> [Directions for this task]
The line count for "Sized" is all that is needed: say how many lines in the listing below contain it.

> [Available data]
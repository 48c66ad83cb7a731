use crate::{Policy, PolicyBuilder, Result, Value};

/// A policy module: per-actor rules plus the options shared by every policy
/// it builds.
pub trait PolicyModule {
    type Actor: ?Sized;

    fn name(&self) -> &str;

    /// Options validated into each new policy's configuration.
    fn options(&self) -> Vec<(String, Value)> {
        Vec::new()
    }

    /// Adds the actor's rules to an empty policy.
    fn build(&self, policy: Policy, actor: &Self::Actor) -> Policy;
}

/// Builds the policy of `actor`.
///
/// Fails if the module declares an unrecognized or mistyped option.
pub fn policy_for<M>(module: &M, actor: &M::Actor) -> Result<Policy>
where
    M: PolicyModule + ?Sized,
{
    let policy = PolicyBuilder::new(module.name())
        .with_options(module.options())
        .build()?;
    Ok(module.build(policy, actor))
}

> [Your solution]
2